**TASK ITEM:**
Every line of the material below in which "output" shows up is to be located and copied.
-- PROVIDED INFORMATION follows --
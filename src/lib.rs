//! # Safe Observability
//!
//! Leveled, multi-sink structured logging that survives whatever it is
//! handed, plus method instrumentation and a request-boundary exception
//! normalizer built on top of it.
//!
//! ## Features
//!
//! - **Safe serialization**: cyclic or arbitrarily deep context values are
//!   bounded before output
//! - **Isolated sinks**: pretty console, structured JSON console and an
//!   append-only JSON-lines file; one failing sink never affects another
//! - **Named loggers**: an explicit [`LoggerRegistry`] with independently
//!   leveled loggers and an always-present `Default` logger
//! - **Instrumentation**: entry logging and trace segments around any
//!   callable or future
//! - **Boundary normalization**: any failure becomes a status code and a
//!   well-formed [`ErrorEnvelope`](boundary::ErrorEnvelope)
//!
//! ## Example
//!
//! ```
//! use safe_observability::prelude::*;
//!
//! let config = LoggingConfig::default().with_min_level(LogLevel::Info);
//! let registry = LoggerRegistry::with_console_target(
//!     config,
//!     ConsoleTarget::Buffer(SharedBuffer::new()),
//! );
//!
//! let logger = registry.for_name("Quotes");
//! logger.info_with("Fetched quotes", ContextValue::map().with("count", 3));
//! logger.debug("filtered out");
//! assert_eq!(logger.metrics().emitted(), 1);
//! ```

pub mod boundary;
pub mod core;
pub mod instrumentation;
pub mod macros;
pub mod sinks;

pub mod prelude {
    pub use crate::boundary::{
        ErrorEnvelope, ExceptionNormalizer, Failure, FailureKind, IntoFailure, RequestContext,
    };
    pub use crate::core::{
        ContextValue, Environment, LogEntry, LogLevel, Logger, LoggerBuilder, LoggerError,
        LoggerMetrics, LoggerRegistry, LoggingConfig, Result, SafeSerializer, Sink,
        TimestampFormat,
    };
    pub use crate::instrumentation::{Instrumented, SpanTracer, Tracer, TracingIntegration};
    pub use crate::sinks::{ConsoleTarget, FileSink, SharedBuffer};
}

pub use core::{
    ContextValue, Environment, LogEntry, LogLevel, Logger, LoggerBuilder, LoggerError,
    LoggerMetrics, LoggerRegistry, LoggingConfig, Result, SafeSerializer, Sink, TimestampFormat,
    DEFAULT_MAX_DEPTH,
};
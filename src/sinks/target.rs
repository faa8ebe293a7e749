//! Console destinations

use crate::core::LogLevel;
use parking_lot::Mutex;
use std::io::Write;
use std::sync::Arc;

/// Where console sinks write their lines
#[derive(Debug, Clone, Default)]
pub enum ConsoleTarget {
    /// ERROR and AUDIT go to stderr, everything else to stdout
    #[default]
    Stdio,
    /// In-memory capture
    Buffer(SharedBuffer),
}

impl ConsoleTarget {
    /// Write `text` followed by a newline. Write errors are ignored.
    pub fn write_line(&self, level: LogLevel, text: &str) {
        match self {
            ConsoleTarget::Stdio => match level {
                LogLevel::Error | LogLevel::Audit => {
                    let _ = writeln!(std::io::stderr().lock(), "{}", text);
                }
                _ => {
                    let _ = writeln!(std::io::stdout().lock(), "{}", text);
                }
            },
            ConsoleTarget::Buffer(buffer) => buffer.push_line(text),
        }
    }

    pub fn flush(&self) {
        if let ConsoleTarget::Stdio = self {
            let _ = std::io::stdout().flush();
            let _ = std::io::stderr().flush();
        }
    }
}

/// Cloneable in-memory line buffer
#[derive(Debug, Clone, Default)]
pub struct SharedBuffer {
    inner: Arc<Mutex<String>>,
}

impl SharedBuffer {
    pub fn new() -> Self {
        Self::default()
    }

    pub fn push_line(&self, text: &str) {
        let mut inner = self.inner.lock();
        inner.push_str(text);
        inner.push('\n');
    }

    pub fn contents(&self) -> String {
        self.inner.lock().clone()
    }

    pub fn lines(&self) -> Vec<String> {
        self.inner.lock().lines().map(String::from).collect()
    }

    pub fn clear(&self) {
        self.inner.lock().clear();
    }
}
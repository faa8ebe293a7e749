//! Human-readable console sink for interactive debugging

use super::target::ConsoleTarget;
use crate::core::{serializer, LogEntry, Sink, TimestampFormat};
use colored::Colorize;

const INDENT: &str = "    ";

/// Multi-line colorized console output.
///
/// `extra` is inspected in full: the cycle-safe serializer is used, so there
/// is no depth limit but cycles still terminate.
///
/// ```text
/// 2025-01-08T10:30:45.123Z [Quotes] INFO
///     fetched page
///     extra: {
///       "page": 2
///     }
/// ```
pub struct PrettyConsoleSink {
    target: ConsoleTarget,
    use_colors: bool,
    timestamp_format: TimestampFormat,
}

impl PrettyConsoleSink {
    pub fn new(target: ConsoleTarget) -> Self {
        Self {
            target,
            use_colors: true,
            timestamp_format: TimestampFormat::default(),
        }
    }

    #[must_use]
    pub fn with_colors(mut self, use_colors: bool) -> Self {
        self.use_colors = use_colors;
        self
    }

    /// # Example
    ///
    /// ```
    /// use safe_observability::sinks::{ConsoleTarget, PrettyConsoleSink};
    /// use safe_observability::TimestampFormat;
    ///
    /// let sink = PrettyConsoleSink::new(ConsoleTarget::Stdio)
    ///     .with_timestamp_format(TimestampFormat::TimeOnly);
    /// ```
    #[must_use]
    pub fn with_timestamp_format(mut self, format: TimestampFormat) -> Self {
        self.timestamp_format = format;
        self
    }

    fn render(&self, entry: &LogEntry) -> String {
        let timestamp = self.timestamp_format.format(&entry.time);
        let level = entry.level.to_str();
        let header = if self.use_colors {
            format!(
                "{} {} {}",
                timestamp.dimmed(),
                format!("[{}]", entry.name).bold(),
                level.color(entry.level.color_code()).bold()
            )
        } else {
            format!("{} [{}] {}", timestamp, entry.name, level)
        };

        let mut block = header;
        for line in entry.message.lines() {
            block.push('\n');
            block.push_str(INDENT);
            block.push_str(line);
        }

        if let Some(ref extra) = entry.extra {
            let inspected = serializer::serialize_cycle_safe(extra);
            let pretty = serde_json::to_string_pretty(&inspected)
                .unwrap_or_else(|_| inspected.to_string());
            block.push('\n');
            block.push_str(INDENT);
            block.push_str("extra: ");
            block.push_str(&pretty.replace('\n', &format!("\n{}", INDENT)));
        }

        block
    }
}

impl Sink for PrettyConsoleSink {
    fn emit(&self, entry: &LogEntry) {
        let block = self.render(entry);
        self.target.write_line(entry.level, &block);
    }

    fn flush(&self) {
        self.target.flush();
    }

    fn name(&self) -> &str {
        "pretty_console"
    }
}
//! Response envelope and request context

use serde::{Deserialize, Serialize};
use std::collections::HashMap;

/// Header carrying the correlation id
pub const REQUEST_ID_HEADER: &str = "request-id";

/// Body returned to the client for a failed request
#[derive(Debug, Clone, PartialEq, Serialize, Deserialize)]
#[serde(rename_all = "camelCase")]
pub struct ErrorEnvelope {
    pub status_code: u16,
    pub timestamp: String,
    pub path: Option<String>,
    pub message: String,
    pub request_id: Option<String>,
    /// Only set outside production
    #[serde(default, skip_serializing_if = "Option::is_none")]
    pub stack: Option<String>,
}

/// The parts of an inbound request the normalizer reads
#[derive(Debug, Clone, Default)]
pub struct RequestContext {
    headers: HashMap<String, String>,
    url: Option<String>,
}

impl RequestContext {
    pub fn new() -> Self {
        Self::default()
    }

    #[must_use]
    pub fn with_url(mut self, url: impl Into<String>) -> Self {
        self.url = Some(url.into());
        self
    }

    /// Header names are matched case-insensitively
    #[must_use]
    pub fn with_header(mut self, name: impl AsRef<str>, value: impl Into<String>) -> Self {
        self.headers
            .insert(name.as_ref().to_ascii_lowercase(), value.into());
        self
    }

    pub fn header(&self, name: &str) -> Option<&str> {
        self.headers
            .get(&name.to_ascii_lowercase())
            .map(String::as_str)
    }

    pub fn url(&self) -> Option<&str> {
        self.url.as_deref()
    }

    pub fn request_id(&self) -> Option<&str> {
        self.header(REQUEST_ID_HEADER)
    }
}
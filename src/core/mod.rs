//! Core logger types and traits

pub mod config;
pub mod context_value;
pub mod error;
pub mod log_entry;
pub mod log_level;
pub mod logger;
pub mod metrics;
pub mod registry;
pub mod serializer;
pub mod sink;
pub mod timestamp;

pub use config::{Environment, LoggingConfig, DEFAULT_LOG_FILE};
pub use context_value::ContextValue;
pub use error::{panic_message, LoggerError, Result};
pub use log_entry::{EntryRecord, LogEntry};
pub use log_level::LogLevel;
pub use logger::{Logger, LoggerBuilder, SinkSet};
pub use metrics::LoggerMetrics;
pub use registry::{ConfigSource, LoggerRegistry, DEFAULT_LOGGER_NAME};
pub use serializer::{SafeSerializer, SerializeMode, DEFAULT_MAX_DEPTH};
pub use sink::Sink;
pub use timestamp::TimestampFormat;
-- PROVIDED INFORMATION concluded --
**ANSWER TO THIS PROBLEM:**
//!   bounded before output
/// Multi-line colorized console output.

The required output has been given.